「トモショク」の食卓風景
「働き方改革関連法」が今年4月1日から施行された。労働基準法が改正され、労働時間の上限規制が設けられ、社会全体として長時間労働を是正する動きが広がっている。
ここで、大切なことは、「なぜ長時間労働を是正し定時退社するのか」という理由だ。
昭和に生まれ育った世代は、とにかく働きづめで、家で食事を共にしない父親の姿を見て育ってきた。小学生のころ、働いて帰ってきた父と夕食を食べた記憶がほとんどない。家に遅く帰って一人で食事をするか、仕事で飲んで食べて帰ってくるか。

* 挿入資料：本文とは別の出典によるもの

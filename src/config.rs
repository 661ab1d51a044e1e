use crate::db::DatabaseOptions;
use crate::errors::{AppError, AppResult};
use clap::{ArgAction, Parser};
use std::net::SocketAddr;
use std::path::PathBuf;
use std::time::Duration;

/// Runtime configuration. Every flag can also be supplied through its environment variable.
#[derive(Debug, Clone, Parser)]
#[command(name = "challenge-tracker", version, about = "Group challenge tracker backend")]
pub struct ServerConfig {
    #[arg(long, env = "CHALLENGE_TRACKER_HOST", default_value = "0.0.0.0")]
    pub host: String,

    #[arg(long, env = "CHALLENGE_TRACKER_PORT", default_value_t = 3000)]
    pub port: u16,

    #[arg(long, env = "CHALLENGE_TRACKER_DB", default_value = "data/challenges.sqlite")]
    pub database_path: PathBuf,

    /// Milliseconds a write waits on a locked store before the request fails as retryable
    #[arg(long, env = "CHALLENGE_TRACKER_BUSY_TIMEOUT_MS", default_value_t = 5_000)]
    pub busy_timeout_ms: u64,

    /// Directory for daily-rolling JSON logs; logs go to stdout when unset
    #[arg(long, env = "CHALLENGE_TRACKER_LOG_DIR")]
    pub log_dir: Option<PathBuf>,

    #[arg(long, env = "CHALLENGE_TRACKER_CORS", default_value_t = true, action = ArgAction::Set)]
    pub enable_cors: bool,

    /// Insert the default catalog when the store has no categories yet
    #[arg(long, env = "CHALLENGE_TRACKER_SEED_CATALOG", default_value_t = true, action = ArgAction::Set)]
    pub seed_catalog: bool,
}

impl Default for ServerConfig {
    fn default() -> Self {
        Self {
            host: "0.0.0.0".to_string(),
            port: 3000,
            database_path: PathBuf::from("data/challenges.sqlite"),
            busy_timeout_ms: 5_000,
            log_dir: None,
            enable_cors: true,
            seed_catalog: true,
        }
    }
}

impl ServerConfig {
    pub fn socket_addr(&self) -> AppResult<SocketAddr> {
        format!("{}:{}", self.host, self.port)
            .parse()
            .map_err(|error| AppError::Validation(format!("invalid listen address {}:{}: {}", self.host, self.port, error)))
    }

    pub fn database_options(&self) -> DatabaseOptions {
        DatabaseOptions {
            busy_timeout: Duration::from_millis(self.busy_timeout_ms),
            seed_catalog: self.seed_catalog,
        }
    }
}
use crate::db::{Database, DatabaseOptions};
use crate::errors::{AppError, AppResult};
use crate::models::{
    ApproveCompletionPayload, ApprovedCompletion, CategorizedChallenges, CompletionRecord, CompletionView,
    DeletedCompletion, Eligibility, GroupStanding, NewCompletion, ReplaceGroupChallengesPayload,
    ReplacedChallengeSet, SubmitCompletionPayload, SubmittedCompletion,
};
use std::path::Path;
use std::sync::Arc;

const MAX_EVIDENCE_URL_CHARS: usize = 2_048;
const MAX_NOTES_CHARS: usize = 1_000;

/// Async entry point for the completion workflow. Store calls run on the blocking pool.
#[derive(Clone)]
pub struct ChallengeTracker {
    db: Arc<Database>,
}

impl ChallengeTracker {
    pub fn new(db: Arc<Database>) -> Self {
        Self { db }
    }

    pub fn open(path: &Path, options: &DatabaseOptions) -> AppResult<Self> {
        let db = Database::open(path, options)?;
        tracing::info!(path = %path.display(), "challenge store opened");
        Ok(Self::new(Arc::new(db)))
    }

    async fn with_db<T, F>(&self, operation: F) -> AppResult<T>
    where
        T: Send + 'static,
        F: FnOnce(&Database) -> AppResult<T> + Send + 'static,
    {
        let db = Arc::clone(&self.db);
        tokio::task::spawn_blocking(move || operation(db.as_ref()))
            .await
            .map_err(|error| AppError::Internal(format!("store task failed: {}", error)))?
    }

    pub async fn ping(&self) -> AppResult<()> {
        self.with_db(|db| db.ping()).await
    }

    pub async fn submit_completion(&self, payload: SubmitCompletionPayload) -> AppResult<SubmittedCompletion> {
        let completion = validate_submission(payload)?;
        let group_id = completion.group_id.clone();
        let user_id = completion.user_id.clone();
        let challenge_id = completion.challenge_id.clone();

        match self.with_db(move |db| db.submit_completion(&completion)).await {
            Ok(record) => {
                tracing::info!(
                    completion_id = %record.id,
                    group_id = %group_id,
                    user_id = %user_id,
                    challenge_id = %challenge_id,
                    points = record.points,
                    "completion submitted"
                );
                Ok(SubmittedCompletion {
                    completion_id: record.id,
                    points: record.points,
                    approved: record.approved,
                })
            }
            Err(error) => {
                log_rejection("submit", &error);
                Err(error)
            }
        }
    }

    pub async fn approve_completion(
        &self,
        completion_id: &str,
        payload: ApproveCompletionPayload,
    ) -> AppResult<ApprovedCompletion> {
        let approver_id = required_field(payload.approver_id, "approver_id")?;
        let completion_id = required_field(Some(completion_id.to_string()), "completion_id")?;

        let id = completion_id.clone();
        let approver = approver_id.clone();
        match self.with_db(move |db| db.approve_completion(&id, &approver)).await {
            Ok(approved) => {
                tracing::info!(
                    completion_id = %completion_id,
                    approver_id = %approver_id,
                    points = approved.points,
                    "completion approved and settled"
                );
                Ok(approved)
            }
            Err(error) => {
                log_rejection("approve", &error);
                Err(error)
            }
        }
    }

    pub async fn delete_completion(&self, completion_id: &str) -> AppResult<DeletedCompletion> {
        let id = completion_id.to_string();
        match self.with_db(move |db| db.delete_completion(&id)).await {
            Ok(deleted) => {
                tracing::info!(
                    completion_id = %deleted.completion_id,
                    reversed_points = deleted.reversed_points,
                    "completion deleted"
                );
                Ok(deleted)
            }
            Err(error) => {
                log_rejection("delete", &error);
                Err(error)
            }
        }
    }

    pub async fn get_completion(&self, completion_id: &str) -> AppResult<CompletionRecord> {
        let id = completion_id.to_string();
        self.with_db(move |db| db.get_completion(&id))
            .await?
            .ok_or_else(|| AppError::NotFound(format!("completion {} not found", completion_id)))
    }

    pub async fn list_group_completions(&self, group_id: &str) -> AppResult<Vec<CompletionView>> {
        let group_id = group_id.to_string();
        self.with_db(move |db| db.list_group_completions(&group_id)).await
    }

    pub async fn list_user_completions_in_group(&self, user_id: &str, group_id: &str) -> AppResult<Vec<CompletionView>> {
        let user_id = user_id.to_string();
        let group_id = group_id.to_string();
        self.with_db(move |db| db.list_user_completions_in_group(&user_id, &group_id))
            .await
    }

    pub async fn replace_group_challenges(
        &self,
        group_id: &str,
        payload: ReplaceGroupChallengesPayload,
    ) -> AppResult<ReplacedChallengeSet> {
        let challenge_ids = payload.challenge_ids.unwrap_or_default();
        if challenge_ids.is_empty() {
            return Err(AppError::Validation("challenge_ids must contain at least one id".to_string()));
        }
        let group = group_id.to_string();
        match self
            .with_db(move |db| db.replace_group_challenges(&group, &challenge_ids))
            .await
        {
            Ok(replaced) => {
                tracing::info!(
                    group_id = %replaced.group_id,
                    challenge_count = replaced.challenge_count,
                    "group challenge set replaced"
                );
                Ok(replaced)
            }
            Err(error) => {
                log_rejection("replace_group_challenges", &error);
                Err(error)
            }
        }
    }

    pub async fn group_challenge_set(&self, group_id: &str) -> AppResult<Vec<CategorizedChallenges>> {
        let group_id = group_id.to_string();
        self.with_db(move |db| db.group_challenge_set(&group_id)).await
    }

    pub async fn catalog(&self) -> AppResult<Vec<CategorizedChallenges>> {
        self.with_db(|db| db.list_catalog()).await
    }

    pub async fn is_completable(&self, group_id: &str, user_id: &str, challenge_id: &str) -> AppResult<Eligibility> {
        let user_id = required_field(Some(user_id.to_string()), "user_id")?;
        let group_id = group_id.to_string();
        let challenge_id = challenge_id.to_string();
        self.with_db(move |db| db.is_completable(&group_id, &user_id, &challenge_id))
            .await
    }

    pub async fn group_leaderboard(&self, group_id: &str) -> AppResult<Vec<GroupStanding>> {
        let group_id = group_id.to_string();
        self.with_db(move |db| db.group_leaderboard(&group_id)).await
    }
}

fn log_rejection(operation: &'static str, error: &AppError) {
    if error.is_retryable() || matches!(error, AppError::Internal(_)) {
        tracing::error!(operation, error = %error, "store operation failed");
    } else {
        tracing::warn!(operation, error = %error, "request rejected");
    }
}

fn required_field(value: Option<String>, field: &str) -> AppResult<String> {
    match value.map(|raw| raw.trim().to_string()) {
        Some(value) if !value.is_empty() => Ok(value),
        _ => Err(AppError::Validation(format!("{} is required", field))),
    }
}

fn optional_text(value: Option<String>, field: &str, max_chars: usize) -> AppResult<Option<String>> {
    let Some(value) = value.map(|raw| raw.trim().to_string()) else {
        return Ok(None);
    };
    if value.is_empty() {
        return Ok(None);
    }
    if value.chars().count() > max_chars {
        return Err(AppError::Validation(format!(
            "{} must be at most {} characters",
            field, max_chars
        )));
    }
    Ok(Some(value))
}

fn validate_submission(payload: SubmitCompletionPayload) -> AppResult<NewCompletion> {
    Ok(NewCompletion {
        group_id: required_field(payload.group_id, "group_id")?,
        user_id: required_field(payload.user_id, "user_id")?,
        challenge_id: required_field(payload.challenge_id, "challenge_id")?,
        evidence_url: optional_text(payload.evidence_url, "evidence_url", MAX_EVIDENCE_URL_CHARS)?,
        notes: optional_text(payload.notes, "notes", MAX_NOTES_CHARS)?,
    })
}
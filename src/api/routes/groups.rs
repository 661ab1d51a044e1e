//! Catalog, group challenge selection and standings endpoints

use axum::{
    extract::{rejection::JsonRejection, Path, Query, State},
    Json,
};

use crate::api::dto::EligibilityQuery;
use crate::api::error::ApiResult;
use crate::api::state::AppState;
use crate::errors::AppError;
use crate::models::{
    CategorizedChallenges, Eligibility, GroupStanding, ReplaceGroupChallengesPayload, ReplacedChallengeSet,
};

pub async fn get_catalog(State(state): State<AppState>) -> ApiResult<Json<Vec<CategorizedChallenges>>> {
    Ok(Json(state.tracker.catalog().await?))
}

pub async fn get_group_challenges(
    State(state): State<AppState>,
    Path(group_id): Path<String>,
) -> ApiResult<Json<Vec<CategorizedChallenges>>> {
    let set = state.tracker.group_challenge_set(&group_id).await?;
    Ok(Json(set))
}

/// Replace the group's whole challenge selection
pub async fn replace_group_challenges(
    State(state): State<AppState>,
    Path(group_id): Path<String>,
    payload: Result<Json<ReplaceGroupChallengesPayload>, JsonRejection>,
) -> ApiResult<Json<ReplacedChallengeSet>> {
    let Json(payload) = payload?;
    let replaced = state
        .tracker
        .replace_group_challenges(&group_id, payload)
        .await?;
    Ok(Json(replaced))
}

pub async fn get_eligibility(
    State(state): State<AppState>,
    Path((group_id, challenge_id)): Path<(String, String)>,
    Query(query): Query<EligibilityQuery>,
) -> ApiResult<Json<Eligibility>> {
    let user_id = query
        .user_id
        .ok_or_else(|| AppError::Validation("user_id query parameter is required".to_string()))?;
    let eligibility = state
        .tracker
        .is_completable(&group_id, &user_id, &challenge_id)
        .await?;
    Ok(Json(eligibility))
}

pub async fn get_leaderboard(
    State(state): State<AppState>,
    Path(group_id): Path<String>,
) -> ApiResult<Json<Vec<GroupStanding>>> {
    Ok(Json(state.tracker.group_leaderboard(&group_id).await?))
}
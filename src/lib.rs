pub mod api;
pub mod config;
pub mod db;
pub mod errors;
pub mod models;
pub mod server;
pub mod tracker;

use crate::config::ServerConfig;
use crate::errors::{AppError, AppResult};
use std::path::Path;
use tracing_appender::non_blocking::WorkerGuard;

static LOG_GUARD: std::sync::OnceLock<WorkerGuard> = std::sync::OnceLock::new();

pub async fn run(config: ServerConfig) -> AppResult<()> {
    init_tracing(config.log_dir.as_deref())?;
    tracing::info!(
        database = %config.database_path.display(),
        version = env!("CARGO_PKG_VERSION"),
        "starting challenge tracker"
    );
    server::run_server(&config).await
}

pub fn init_tracing(log_dir: Option<&Path>) -> AppResult<()> {
    let filter = || {
        tracing_subscriber::EnvFilter::try_from_default_env()
            .unwrap_or_else(|_| tracing_subscriber::EnvFilter::new("info"))
    };

    match log_dir {
        Some(log_dir) => {
            std::fs::create_dir_all(log_dir)?;
            let file_appender = tracing_appender::rolling::daily(log_dir, "challenge-tracker.log");
            let (non_blocking, guard) = tracing_appender::non_blocking(file_appender);
            let _ = LOG_GUARD.set(guard);

            tracing_subscriber::fmt()
                .with_env_filter(filter())
                .json()
                .with_writer(non_blocking)
                .try_init()
                .map_err(|error| AppError::Internal(error.to_string()))
        }
        None => tracing_subscriber::fmt()
            .with_env_filter(filter())
            .json()
            .try_init()
            .map_err(|error| AppError::Internal(error.to_string())),
    }
}
impl Database {
    /// Records a pending completion. The eligibility check and the insert share one
    /// write-locked transaction, so two racing submissions of a non-repeatable challenge
    /// cannot both pass the duplicate check.
    pub fn submit_completion(&self, completion: &NewCompletion) -> AppResult<CompletionRecord> {
        let now = Utc::now();
        let id = Uuid::new_v4().to_string();

        let mut conn = self.connection()?;
        let tx = conn.transaction_with_behavior(TransactionBehavior::Immediate)?;

        let (reason, challenge) = evaluate_eligibility(
            &tx,
            &completion.group_id,
            &completion.user_id,
            &completion.challenge_id,
        )?;
        let challenge = match (reason, challenge) {
            (EligibilityReason::Completable, Some(challenge)) => challenge,
            (EligibilityReason::ChallengeNotFound, _) | (_, None) => {
                return Err(AppError::NotFound(format!(
                    "challenge {} not found",
                    completion.challenge_id
                )))
            }
            (EligibilityReason::NotMember, _) => {
                return Err(AppError::NotFound(format!(
                    "user {} is not a member of group {}",
                    completion.user_id, completion.group_id
                )))
            }
            (EligibilityReason::Inactive, _) => {
                return Err(AppError::ChallengeUnavailable(format!(
                    "challenge {} is not active",
                    completion.challenge_id
                )))
            }
            (EligibilityReason::NotSelected, _) => {
                return Err(AppError::ChallengeUnavailable(format!(
                    "challenge {} is not selected for group {}",
                    completion.challenge_id, completion.group_id
                )))
            }
            (EligibilityReason::AlreadyCompleted, _) => {
                return Err(AppError::DuplicateNonRepeatable(format!(
                    "challenge {} can only be completed once per group",
                    completion.challenge_id
                )))
            }
        };

        let points = challenge.signed_points();
        tx.execute(
            "INSERT INTO challenge_completions (
               id, group_id, user_id, challenge_id, completed_at, evidence_url, notes,
               points, approved, approved_by, approved_at, settled_points
             ) VALUES (?1, ?2, ?3, ?4, ?5, ?6, ?7, ?8, 0, NULL, NULL, NULL)",
            params![
                id,
                completion.group_id,
                completion.user_id,
                completion.challenge_id,
                timestamp(now),
                completion.evidence_url,
                completion.notes,
                points,
            ],
        )?;
        tx.commit()?;

        Ok(CompletionRecord {
            id,
            group_id: completion.group_id.clone(),
            user_id: completion.user_id.clone(),
            challenge_id: completion.challenge_id.clone(),
            completed_at: now,
            evidence_url: completion.evidence_url.clone(),
            notes: completion.notes.clone(),
            points,
            approved: false,
            approved_by: None,
            approved_at: None,
            settled_points: None,
        })
    }

    pub fn get_completion(&self, completion_id: &str) -> AppResult<Option<CompletionRecord>> {
        let conn = self.connection()?;
        fetch_completion(&conn, completion_id)
    }

    /// Newest first. Each call issues a fresh query.
    pub fn list_group_completions(&self, group_id: &str) -> AppResult<Vec<CompletionView>> {
        let conn = self.connection()?;
        let mut stmt = conn.prepare(&format!(
            "{VIEW_SELECT}
             WHERE cc.group_id = ?1
             ORDER BY cc.completed_at DESC, cc.rowid DESC"
        ))?;
        let rows = stmt
            .query_map([group_id], parse_completion_view_row)?
            .collect::<Result<Vec<_>, _>>()?;
        Ok(rows)
    }

    pub fn list_user_completions_in_group(&self, user_id: &str, group_id: &str) -> AppResult<Vec<CompletionView>> {
        let conn = self.connection()?;
        let mut stmt = conn.prepare(&format!(
            "{VIEW_SELECT}
             WHERE cc.group_id = ?1 AND cc.user_id = ?2
             ORDER BY cc.completed_at DESC, cc.rowid DESC"
        ))?;
        let rows = stmt
            .query_map(params![group_id, user_id], parse_completion_view_row)?
            .collect::<Result<Vec<_>, _>>()?;
        Ok(rows)
    }

    /// Removes a completion. If it was settled, the settled amount is taken back out of
    /// the submitter's balances in the same transaction; a pending completion touches no balance.
    pub fn delete_completion(&self, completion_id: &str) -> AppResult<DeletedCompletion> {
        let mut conn = self.connection()?;
        let tx = conn.transaction_with_behavior(TransactionBehavior::Immediate)?;

        let completion = fetch_completion(&tx, completion_id)?
            .ok_or_else(|| AppError::NotFound(format!("completion {} not found", completion_id)))?;

        // Reversal needs the submitter's membership row. Nothing removes members today;
        // a member-removal path would have to settle or reassign their completions first.
        let reversed_points = match completion.settled_points {
            Some(settled) => {
                settle_balances(&tx, &completion.group_id, &completion.user_id, -settled, -1)?;
                settled
            }
            None => 0,
        };

        tx.execute("DELETE FROM challenge_completions WHERE id = ?1", [completion_id])?;
        tx.commit()?;

        Ok(DeletedCompletion {
            completion_id: completion_id.to_string(),
            deleted: true,
            reversed_points,
        })
    }
}
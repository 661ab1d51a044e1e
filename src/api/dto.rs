//! Request and response shapes that exist only at the HTTP boundary.

use serde::{Deserialize, Serialize};

/// Error response body
#[derive(Debug, Serialize, Deserialize)]
pub struct ErrorResponse {
    pub error: String,
    pub code: String,
}

#[derive(Debug, Serialize, Deserialize)]
pub struct HealthResponse {
    pub status: String,
    pub version: String,
}

#[derive(Debug, Default, Deserialize)]
pub struct EligibilityQuery {
    pub user_id: Option<String>,
}
use super::pattern::{OverwritePass, BLOCK_SIZE};
use crate::device::BlockDevice;
use crate::ui::progress::PassProgress;
use crate::{EraseError, EraseResult, PassReport};
use std::io::{self, Write};
use std::path::Path;

/// Render the progress bar every this many blocks (4 MiB of writes).
const PROGRESS_INTERVAL_BLOCKS: u64 = 1024;

pub struct OverwriteEngine;

impl OverwriteEngine {
    /// Run the overwrite passes strictly in order. Each pass owns a fresh
    /// device handle for its duration. A fatal error stops the current pass
    /// and the run; later passes never start after one.
    pub fn run_passes(
        device: &BlockDevice,
        passes: &[OverwritePass],
    ) -> EraseResult<Vec<PassReport>> {
        let mut reports = Vec::with_capacity(passes.len());

        for pass in passes {
            tracing::info!(
                "pass {}/{} ({}) started on {}",
                pass.number,
                passes.len(),
                pass.pattern.label(),
                device.path().display()
            );

            let report = Self::run_single_pass(device, pass, passes.len())?;

            tracing::info!(
                "pass {}/{} ({}) completed: {} blocks, {} bytes",
                report.pass,
                passes.len(),
                report.pattern,
                report.blocks_written,
                report.bytes_written
            );
            reports.push(report);
        }

        Ok(reports)
    }

    fn run_single_pass(
        device: &BlockDevice,
        pass: &OverwritePass,
        pass_total: usize,
    ) -> EraseResult<PassReport> {
        let block = pass.materialize_block();
        let capacity = device.capacity();

        let mut handle = device
            .open_for_write()
            .map_err(|e| classify_io_error(e, device.path()))?;

        let mut progress = PassProgress::new(
            format!("pass {}/{} ({})", pass.number, pass_total, pass.pattern.label()),
            capacity,
        );

        let mut bytes_written = 0u64;
        let mut blocks_written = 0u64;

        // Bounded by the discovered capacity, including the final partial
        // region; an end-of-device signal from the driver still terminates
        // the pass as a success, not an error.
        'pass: while bytes_written < capacity {
            let want = (capacity - bytes_written).min(BLOCK_SIZE as u64) as usize;
            let mut chunk = &block[..want];

            while !chunk.is_empty() {
                match handle.write(chunk) {
                    // A zero-length write means the device accepts no more
                    // data: the end of the addressable range.
                    Ok(0) => break 'pass,
                    Ok(n) => {
                        chunk = &chunk[n..];
                        bytes_written += n as u64;
                    }
                    Err(e) if e.kind() == io::ErrorKind::Interrupted => continue,
                    Err(e) if is_end_of_device(&e) => break 'pass,
                    Err(e) => return Err(classify_io_error(e, device.path())),
                }
            }

            blocks_written += 1;
            if blocks_written % PROGRESS_INTERVAL_BLOCKS == 0 {
                progress.update(bytes_written);
            }
        }

        handle.sync_all().map_err(|e| classify_io_error(e, device.path()))?;
        progress.finish(bytes_written);

        Ok(PassReport {
            pass: pass.number,
            pattern: pass.pattern.label().to_string(),
            blocks_written,
            bytes_written,
        })
    }
}

/// End-of-device write failures terminate a pass successfully; they are the
/// expected way a full-device pass ends on platforms that report it as an
/// error rather than a short write.
pub(crate) fn is_end_of_device(err: &io::Error) -> bool {
    if err.kind() == io::ErrorKind::StorageFull {
        return true;
    }
    #[cfg(unix)]
    {
        err.raw_os_error() == Some(libc::ENOSPC)
    }
    #[cfg(not(unix))]
    {
        false
    }
}

/// Fatal classification for write-path errors that are not end-of-device.
/// Permission denial means missing privilege, not transient I/O trouble, and
/// must stop the whole run.
pub(crate) fn classify_io_error(err: io::Error, device: &Path) -> EraseError {
    if err.kind() == io::ErrorKind::PermissionDenied {
        EraseError::Privilege(format!(
            "permission denied on {}: {}",
            device.display(),
            err
        ))
    } else {
        EraseError::Io(err)
    }
}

それが父親の姿だった。
「定時退社をする理由」
それは家族で一緒に食事をするためではないか。食べることは生きること。食卓を家族で囲む回数は有限である。それを世に問いかけて、家族で一緒に食事をすることを当たり前の世の中にする。
そのために、私が所属するNPO法人、ファザーリング・ジャパンでは、「働きながら家族がトモに食事をする世の中を創るトモショクProject」を立ち上げる。25日にはキックオフシンポジウムを東京都文京区で開催する。
家族や友人と夕食の食卓を囲む生き方をすることが「働き方改革」なのではないか。企業にも「トモショク(共食)宣言」をしてもらい、社員のトモショクを推進してもらう活動に取り組んでいく。
夕食時に、父親が当たり前のように食卓にいる。自然と、家事のシェアが進み、パパが料理をすることになる。一番楽しいことは何と聞かれて、「早く家に帰って家族とトモに楽しく食事をすること」と答える大人を増やしたい。(パパ料理研究家)
パパ料理研究家。昭和45年生まれ、京都府出身。立命館大卒。平成21年、ビストロパパ代表。26年、日本パパ料理協会設立、会長飯士就任。28年、農林水産省食育推進会議専門委員。SAKANA&JAPAN PROJECT(推進協議会・産経新聞社など)の一環で、父親を魚食推進の担い手に任命する「パパさかな大使」の代表を務める。